The combination of this online-enabled parameter identification and a model-based pressure control, for example consisting of pilot control and a control loop, represents an adaptive model-based pressure control. In particular, the identified parameters of the feedforward control and the controller are transferred. When designing model-based pressure control, it must be taken into account that the expected parameter fluctuations in all operating states lead to the desired control behavior, in particular stability. The identified parameters can first be confirmed by a plausibility check. The adaptive pressure control function may be determined by considering the pressure history at different operating conditions affecting the system's leakage and replacement compression modulus.
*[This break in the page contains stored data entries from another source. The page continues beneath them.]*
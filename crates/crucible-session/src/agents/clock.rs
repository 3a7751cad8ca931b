//! The interview clock.
//!
//! The single hard deadline in the system: an end-of-session timeout plus an
//! optional earlier warning. The timeout callback drives the coordinator's
//! graceful shutdown, which is idempotent, so a concurrent candidate-initiated
//! shutdown is harmless.

use std::future::Future;
use std::sync::Arc;

use crucible_core::audit::{kind, AuditLog};
use crucible_core::config::SessionConfig;
use tracing::info;

use crate::registry::TaskRegistry;
use crate::timer::{Timer, TimerState};

/// Handle over the warning and timeout timers.
pub struct InterviewClock {
    warning: Option<Timer>,
    timeout: Timer,
}

impl InterviewClock {
    /// Starts the clock on the registry.
    ///
    /// `on_warning` fires at the configured warning offset (skipped when the
    /// offset is not earlier than the deadline); `on_timeout` fires at the
    /// deadline.
    pub fn start<W, WFut, T, TFut>(
        registry: &TaskRegistry,
        audit: Arc<AuditLog>,
        config: &SessionConfig,
        on_warning: W,
        on_timeout: T,
    ) -> Self
    where
        W: FnOnce() -> WFut + Send + 'static,
        WFut: Future<Output = ()> + Send,
        T: FnOnce() -> TFut + Send + 'static,
        TFut: Future<Output = ()> + Send,
    {
        let warning = if config.warning_enabled() {
            let warning_audit = audit.clone();
            Some(Timer::spawn(
                registry,
                audit.clone(),
                "interview-clock-warning",
                config.warning_at(),
                move || async move {
                    warning_audit.log(
                        "System",
                        kind::TIME_WARNING,
                        "Interview time warning reached",
                    );
                    on_warning().await;
                },
            ))
        } else {
            None
        };

        let timeout = Timer::spawn(
            registry,
            audit,
            "interview-clock-timeout",
            config.max_duration(),
            move || async move {
                info!("interview clock expired, triggering timeout");
                on_timeout().await;
            },
        );

        info!(
            max_secs = config.max_duration_secs,
            warning_secs = config.warning_at_secs,
            "interview clock started"
        );

        Self { warning, timeout }
    }

    /// Whether the hard deadline already fired.
    pub fn expired(&self) -> bool {
        self.timeout.state() == TimerState::Fired
    }

    /// State of the warning timer, if one was armed.
    pub fn warning_state(&self) -> Option<TimerState> {
        self.warning.as_ref().map(|t| t.state())
    }
}
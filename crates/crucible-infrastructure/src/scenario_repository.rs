//! Scenario repository.
//!
//! Scenarios are TOML files in a directory, one per file, named `<id>.toml`.
//! A built-in default scenario is compiled into the binary so a session can
//! always start even with no scenario directory at all.

use crucible_core::error::{CrucibleError, Result};
use crucible_core::scenario::Scenario;
use std::fs;
use std::path::PathBuf;

/// Identifier of the compiled-in fallback scenario.
pub const DEFAULT_SCENARIO_ID: &str = "devops-redis-latency";

const DEFAULT_SCENARIO_TOML: &str = include_str!("default_scenario.toml");

/// A lightweight row for scenario listings.
#[derive(Debug, Clone)]
pub struct ScenarioSummary {
    pub id: String,
    pub title: String,
    pub domain: String,
}

/// Loads scenarios from a directory of TOML files.
pub struct TomlScenarioRepository {
    dir: Option<PathBuf>,
}

impl TomlScenarioRepository {
    /// Creates a repository over the given directory.
    pub fn new(dir: PathBuf) -> Self {
        Self { dir: Some(dir) }
    }

    /// Creates a repository that only serves the embedded default.
    pub fn embedded_only() -> Self {
        Self { dir: None }
    }

    /// Parses the compiled-in default scenario.
    pub fn embedded_default() -> Result<Scenario> {
        Ok(toml::from_str(DEFAULT_SCENARIO_TOML)?)
    }

    /// Loads a scenario by id.
    ///
    /// # Errors
    ///
    /// Returns `NotFound` if no file for the id exists and the id is not the
    /// embedded default.
    pub fn get(&self, id: &str) -> Result<Scenario> {
        if let Some(dir) = &self.dir {
            let path = dir.join(format!("{id}.toml"));
            if path.exists() {
                let content = fs::read_to_string(&path)?;
                let scenario: Scenario = toml::from_str(&content)?;
                return Ok(scenario);
            }
        }

        if id == DEFAULT_SCENARIO_ID {
            return Self::embedded_default();
        }

        Err(CrucibleError::not_found("scenario", id))
    }

    /// Loads a scenario by id, falling back to the embedded default when the
    /// id is unknown.
    pub fn get_or_default(&self, id: &str) -> Result<Scenario> {
        match self.get(id) {
            Ok(scenario) => Ok(scenario),
            Err(err) if err.is_not_found() => {
                tracing::warn!(
                    "scenario '{}' not found, falling back to '{}'",
                    id,
                    DEFAULT_SCENARIO_ID
                );
                Self::embedded_default()
            }
            Err(err) => Err(err),
        }
    }

    /// Lists all loadable scenarios (directory files plus the embedded
    /// default). Unparseable files are skipped with a warning.
    pub fn list(&self) -> Vec<ScenarioSummary> {
        let mut summaries = Vec::new();

        if let Some(dir) = &self.dir {
            if let Ok(entries) = fs::read_dir(dir) {
                for entry in entries.flatten() {
                    let path = entry.path();
                    if path.extension().and_then(|e| e.to_str()) != Some("toml") {
                        continue;
                    }
                    match fs::read_to_string(&path)
                        .map_err(CrucibleError::from)
                        .and_then(|content| Ok(toml::from_str::<Scenario>(&content)?))
                    {
                        Ok(scenario) => summaries.push(ScenarioSummary {
                            id: scenario.id,
                            title: scenario.title,
                            domain: scenario.domain,
                        }),
                        Err(err) => {
                            tracing::warn!("skipping unparseable scenario {:?}: {}", path, err);
                        }
                    }
                }
            }
        }

        if !summaries.iter().any(|s| s.id == DEFAULT_SCENARIO_ID) {
            if let Ok(scenario) = Self::embedded_default() {
                summaries.push(ScenarioSummary {
                    id: scenario.id,
                    title: scenario.title,
                    domain: scenario.domain,
                });
            }
        }

        summaries
    }
}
The method can be applied to hydraulic power transmission hydraulic drives as generally shown in the accompanying figure. This is the case, for example, in a hydraulic hybrid drive, in which at least part of the power is transmitted via a hydraulic path.

Claims

claims

1 . Method for determining parameters which vary with time

Hydrostatic drive, which comprises at least one primary side (1) and at least one secondary side (2) Hydrostaten, characterized in that the parameters are identified during operation of the hydrostatic drive.

2. The method according to claim 1, characterized in that a compression module of a hydraulic medium and / or a leakage of a hydraulic system of the hydrostatic drive are identified during operation.

3. The method according to any one of the preceding claims, characterized in that volume flows are described on the primary side and the secondary side hydrostatic on the basis of a displacement volume, a speed and a normalized pivot angle.

4. The method according to any one of the preceding claims, characterized in that control flow rates are determined by geometries of hydraulic adjusting devices.

5. The method according to any one of the preceding claims, characterized in that the identified parameters are confirmed by a plausibility instance.

6. The method according to any one of the preceding claims, characterized in that the identified parameters are used in a model based on a pressure control to adaptively control an output torque of the secondary side hydrostatic.

7. The method according to claim 6, characterized in that the model for the pressure control is calibrated with a pressure measurement.

8. The method according to any one of the preceding claims, characterized in that the identified parameters are used for diagnostic purposes.

9. A system for controlling a pressure of a hydrostatic drive comprising at least one primary side (1) and at least one secondary side (2) Hydrostat, characterized in that time-varying parameters are identified during operation of the hydrostatic drive, in particular according to a method according to one of previous claims.

A computer program product comprising a computer program comprising software means for performing a method according to any one of claims 1 to 8 when the computer program is run on a computer.